I’ve been trying out WooCommerce recently, an e-store solution built on top of WordPress and designed for small to large-sized online merchants.
Among many things, WooCommerce offers a few order statuses out of the box. Successful orders are set to processing and can be subsequently updated, ultimately resulting in the completed state.
To flag orders that are pending local pickup or ready for shipping, I turned to Custom Order Status for WooCommerce, by Tyche Softwares. This third-party plugin allows the shop manager to create and manage additional order statuses.
I created a status for pending pickup and this worked fine. I created an additional status for ready for shipping, and even though this status appeared in the order management options, setting the order to this status did nothing.
Investigation
A curious bug. This plugin is free with a paid premium upgrade to unlock additional features, so I didn’t expect the issue to be a long-standing bug. I checked the plugin issues page and while I didn’t see any recent threads that seemed like my issue, I saw a few mentions of an incompatibility with the new plugin version and PHP 7.4.

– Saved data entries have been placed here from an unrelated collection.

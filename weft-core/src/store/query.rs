//! Reactive Queries
//!
//! Everything reactive in the store runs through one protocol, owned by
//! [`TrackerCore`].
//!
//! # How Tracking Works
//!
//! 1. Before a computation runs, its edges from the previous run are
//!    severed: every controller it was subscribed to forgets it.
//! 2. The computation runs against a [`GetState`] that carries a tracking
//!    frame. Each distinct token read through it subscribes the
//!    computation to that token's controller and records the edge.
//! 3. The fresh edges replace the old set.
//!
//! Because step 1 always precedes step 2, a dependency that a run no
//! longer reads (a branch not taken this time) stops triggering the
//! computation. Subscriptions into controllers are weak; dropping the last
//! strong handle to a computation retires it on the next publication.

use std::cell::{Cell, RefCell};
use std::collections::HashSet;
use std::rc::{Rc, Weak};

use smallvec::SmallVec;
use tracing::debug;

use crate::store::controller::{AnyController, Controller, SubscriberId};
use crate::store::error::StoreError;
use crate::store::meta::Meta;
use crate::store::registry::Store;
use crate::store::token::{Container, DerivedValue, State, TokenKey, WritableState};

/// A computation that reruns when one of its tracked dependencies changes.
pub(crate) trait StateListener {
    fn update(self: Rc<Self>, store: &Store);
}

struct TrackFrame {
    id: SubscriberId,
    listener: Weak<dyn StateListener>,
    seen: HashSet<TokenKey>,
    edges: SmallVec<[Weak<dyn AnyController>; 4]>,
}

/// Read access to a store, optionally recording dependencies.
pub struct GetState<'a> {
    store: &'a Store,
    frame: Option<TrackFrame>,
}

impl<'a> GetState<'a> {
    pub(crate) fn untracked(store: &'a Store) -> Self {
        GetState { store, frame: None }
    }

    /// Current value of `token`. Inside a tracked run the read also
    /// subscribes the running computation to the token.
    pub fn get<S: State>(&mut self, token: &S) -> S::Value {
        let key = token.key(self.store);
        let entry = self.store.entry_for(token);
        let read = entry.read_access::<S::Value>();
        if let Some(frame) = self.frame.as_mut() {
            if frame.seen.insert(key) {
                read.subscribe_listener(frame.id, frame.listener.clone());
                frame.edges.push(Rc::downgrade(&entry.erased()));
            }
        }
        read.read()
    }

    pub(crate) fn store(&self) -> &'a Store {
        self.store
    }
}

/// Shared tracking state of one reactive computation.
pub(crate) struct TrackerCore {
    id: SubscriberId,
    edges: RefCell<SmallVec<[Weak<dyn AnyController>; 4]>>,
    disposed: Cell<bool>,
}

impl TrackerCore {
    pub(crate) fn new() -> Self {
        TrackerCore {
            id: SubscriberId::next(),
            edges: RefCell::new(SmallVec::new()),
            disposed: Cell::new(false),
        }
    }

    pub(crate) fn is_disposed(&self) -> bool {
        self.disposed.get()
    }

    /// Sever the edges and stop reacting. Safe to call more than once.
    pub(crate) fn dispose(&self) {
        self.disposed.set(true);
        self.clear_edges();
    }

    fn clear_edges(&self) {
        let edges = std::mem::take(&mut *self.edges.borrow_mut());
        for edge in edges {
            if let Some(controller) = edge.upgrade() {
                controller.drop_subscriber(self.id);
            }
        }
    }

    /// Run `body` with dependency tracking, replacing the edge set.
    pub(crate) fn run<R>(
        &self,
        store: &Store,
        listener: &Rc<dyn StateListener>,
        body: impl FnOnce(&mut GetState<'_>) -> R,
    ) -> R {
        self.clear_edges();
        let mut get = GetState {
            store,
            frame: Some(TrackFrame {
                id: self.id,
                listener: Rc::downgrade(listener),
                seen: HashSet::new(),
                edges: SmallVec::new(),
            }),
        };
        let result = body(&mut get);
        if let Some(frame) = get.frame.take() {
            *self.edges.borrow_mut() = frame.edges;
        }
        result
    }
}

/// Drives a derived value: reruns the derivation and republishes.
pub(crate) struct DerivedQuery<T: Clone + PartialEq + 'static> {
    core: TrackerCore,
    token: DerivedValue<T>,
    slot: RefCell<Weak<Controller<T, T>>>,
}

impl<T: Clone + PartialEq + 'static> DerivedQuery<T> {
    /// Build the query and compute the initial value in one tracked run.
    pub(crate) fn initialize(store: &Store, token: DerivedValue<T>) -> (Rc<Self>, T) {
        let query = Rc::new(DerivedQuery {
            core: TrackerCore::new(),
            token,
            slot: RefCell::new(Weak::new()),
        });
        let listener: Rc<dyn StateListener> = query.clone();
        let derivation = query.token.derivation();
        let initial = query.core.run(store, &listener, |get| derivation(get));
        (query, initial)
    }

    pub(crate) fn bind(&self, controller: &Rc<Controller<T, T>>) {
        *self.slot.borrow_mut() = Rc::downgrade(controller);
    }
}

impl<T: Clone + PartialEq + 'static> StateListener for DerivedQuery<T> {
    fn update(self: Rc<Self>, store: &Store) {
        if self.core.is_disposed() {
            return;
        }
        let listener: Rc<dyn StateListener> = self.clone();
        let derivation = self.token.derivation();
        let next = self.core.run(store, &listener, |get| derivation(get));
        if let Some(controller) = self.slot.borrow().upgrade() {
            controller.publish(store, next);
        }
    }
}

/// Drives a container's reactive query. Failures land on the meta channel
/// while the container keeps its last good value.
pub(crate) struct ContainerQuery<T, M>
where
    T: Clone + PartialEq + 'static,
    M: Clone + PartialEq + 'static,
{
    core: TrackerCore,
    token: Container<T, M>,
}

impl<T, M> ContainerQuery<T, M>
where
    T: Clone + PartialEq + 'static,
    M: Clone + PartialEq + 'static,
{
    pub(crate) fn new(token: Container<T, M>) -> Rc<Self> {
        Rc::new(ContainerQuery {
            core: TrackerCore::new(),
            token,
        })
    }
}

impl<T, M> StateListener for ContainerQuery<T, M>
where
    T: Clone + PartialEq + 'static,
    M: Clone + PartialEq + 'static,
{
    fn update(self: Rc<Self>, store: &Store) {
        if self.core.is_disposed() {
            return;
        }
        let Some(query) = self.token.query() else {
            return;
        };
        let controller = self.token.controller(store);
        let current = controller.current();
        let listener: Rc<dyn StateListener> = self.clone();
        match self.core.run(store, &listener, |get| query(get, &current)) {
            Ok(message) => controller.accept(store, message),
            Err(reason) => {
                debug!(state = %self.token.describe(), %reason, "container query failed");
                store.publish_meta(
                    &self.token.meta(),
                    Meta::Error {
                        message: None,
                        reason,
                    },
                );
            }
        }
    }
}

pub(crate) struct EffectBody {
    core: Rc<TrackerCore>,
    body: Box<dyn Fn(&mut GetState<'_>)>,
}

impl EffectBody {
    pub(crate) fn new(body: impl Fn(&mut GetState<'_>) + 'static) -> Rc<Self> {
        Rc::new(EffectBody {
            core: Rc::new(TrackerCore::new()),
            body: Box::new(body),
        })
    }

    pub(crate) fn core(&self) -> Rc<TrackerCore> {
        self.core.clone()
    }
}

impl StateListener for EffectBody {
    fn update(self: Rc<Self>, store: &Store) {
        if self.core.is_disposed() {
            return;
        }
        let listener: Rc<dyn StateListener> = self.clone();
        self.core.run(store, &listener, |get| (self.body)(get));
    }
}

/// Handle to a registered effect. The effect keeps running until
/// `unsubscribe` is called, even if the handle is dropped.
pub struct EffectHandle {
    core: Rc<TrackerCore>,
}

impl EffectHandle {
    pub(crate) fn new(core: Rc<TrackerCore>) -> Self {
        EffectHandle { core }
    }

    pub fn unsubscribe(&self) {
        self.core.dispose();
    }
}

/// Handle to a registered command. Same lifecycle as [`EffectHandle`].
pub struct CommandHandle {
    core: Rc<TrackerCore>,
}

impl CommandHandle {
    pub(crate) fn new(core: Rc<TrackerCore>) -> Self {
        CommandHandle { core }
    }

    pub fn unsubscribe(&self) {
        self.core.dispose();
    }
}

pub(crate) struct CommandBody<Msg> {
    core: Rc<TrackerCore>,
    query: Box<dyn Fn(&mut GetState<'_>) -> Msg>,
    handler: Box<dyn Fn(&Store, Msg)>,
}

impl<Msg: 'static> CommandBody<Msg> {
    pub(crate) fn new(
        query: impl Fn(&mut GetState<'_>) -> Msg + 'static,
        handler: impl Fn(&Store, Msg) + 'static,
    ) -> Rc<Self> {
        Rc::new(CommandBody {
            core: Rc::new(TrackerCore::new()),
            query: Box::new(query),
            handler: Box::new(handler),
        })
    }

    pub(crate) fn core(&self) -> Rc<TrackerCore> {
        self.core.clone()
    }
}

impl<Msg: 'static> StateListener for CommandBody<Msg> {
    fn update(self: Rc<Self>, store: &Store) {
        if self.core.is_disposed() {
            return;
        }
        let listener: Rc<dyn StateListener> = self.clone();
        let message = self.core.run(store, &listener, |get| (self.query)(get));
        (self.handler)(store, message);
    }
}

/// A producer that reads tracked dependencies and writes values back into
/// the store, typically bridging an asynchronous source.
pub trait Provider {
    fn provide(&self, actions: &mut ProviderActions<'_, '_>);
}

/// The capabilities handed to a [`Provider`] run.
pub struct ProviderActions<'s, 'g> {
    get: &'g mut GetState<'s>,
}

impl<'s, 'g> ProviderActions<'s, 'g> {
    /// Tracked read; the provider reruns when this token changes.
    pub fn get<S: State>(&mut self, token: &S) -> S::Value {
        self.get.get(token)
    }

    /// Publish `value` directly onto writable state.
    pub fn set<S: WritableState>(&mut self, token: &S, value: S::Value) {
        token.publish_value(self.get.store(), value);
    }
}

pub(crate) struct ProviderBody {
    core: TrackerCore,
    provider: Box<dyn Provider>,
}

impl ProviderBody {
    pub(crate) fn new(provider: impl Provider + 'static) -> Rc<Self> {
        Rc::new(ProviderBody {
            core: TrackerCore::new(),
            provider: Box::new(provider),
        })
    }
}

impl StateListener for ProviderBody {
    fn update(self: Rc<Self>, store: &Store) {
        if self.core.is_disposed() {
            return;
        }
        let listener: Rc<dyn StateListener> = self.clone();
        self.core.run(store, &listener, |get| {
            let mut actions = ProviderActions { get };
            self.provider.provide(&mut actions);
        });
    }
}

/// Intercepts write messages for one container.
pub trait Writer<T, M = T>
where
    T: Clone + PartialEq + 'static,
    M: Clone + PartialEq + 'static,
{
    /// Apply `message`. Returning an error publishes it on the meta
    /// channel together with the rejected message.
    fn write(&self, message: M, actions: &mut WriterActions<'_, T, M>) -> Result<(), StoreError>;
}

/// The capabilities handed to a [`Writer`] run. Reads here are untracked;
/// writers rerun on incoming messages, not on state changes.
pub struct WriterActions<'a, T, M>
where
    T: Clone + PartialEq + 'static,
    M: Clone + PartialEq + 'static,
{
    store: &'a Store,
    token: &'a Container<T, M>,
    controller: Rc<Controller<T, M>>,
}

impl<'a, T, M> WriterActions<'a, T, M>
where
    T: Clone + PartialEq + 'static,
    M: Clone + PartialEq + 'static,
{
    pub(crate) fn new(
        store: &'a Store,
        token: &'a Container<T, M>,
        controller: Rc<Controller<T, M>>,
    ) -> Self {
        WriterActions {
            store,
            token,
            controller,
        }
    }

    pub fn get<S: State>(&self, token: &S) -> S::Value {
        self.store.get(token)
    }

    pub fn current(&self) -> T {
        self.controller.current()
    }

    /// Run the message through the container's reducer and publish.
    pub fn accept(&self, message: M) {
        self.controller.accept(self.store, message);
    }

    /// Publish a final value directly, bypassing the reducer.
    pub fn ok(&self, value: T) {
        self.controller.publish(self.store, value);
    }

    /// Mark the carried message as in flight.
    pub fn pending(&self, message: M) {
        self.store
            .publish_meta(&self.token.meta(), Meta::Pending(message));
    }

    /// Report a failure without returning from the writer.
    pub fn error(&self, message: Option<M>, reason: StoreError) {
        self.store
            .publish_meta(&self.token.meta(), Meta::Error { message, reason });
    }
}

A promising lead, but the PHP error logs were clean. I pulled the source and traced how the plugin works. Very effectively, it uses custom post types to manage custom statuses and injects them into WooCommerce’s status list organically.
Nothing fancy here, but I know that WooCommerce leverages WordPress’ post status, as orders are also custom post types. I connected to the database to see specifically how statuses are persisted on existing orders, and then I saw a strong clue! The post status is stored as a varchar(20)
column in the posts table. It turns out that the internal serialized value of my shipping status is 21 characters long.
MySQL strict mode!!
When traditional/non-strict mode is enabled, MySQL will truncate char fields on insert or update and produces a warning. However, when strict mode is enabled an error is produced and the query fails instead. My production database runs in strict mode. This is it! This must mean that when I was attempting to update the order status, the update was failing because the new status was too long to fit.
Follow this link for more information on MySQL modes.
Resolution
Fortunately it wasn’t a bug within the third-party plugin itself and making things work was as easy as changing the slug for my shipping status to be shorter (the name can be longer as it is stored as the custom post name).
This is an unseeming oversight however, and it could potentially leave many Shop Managers rather confused. I recommend that the plugin maintainer take this internal limit into consideration and either warn the user with text labels, or truncate the internal status slug when a new status is created.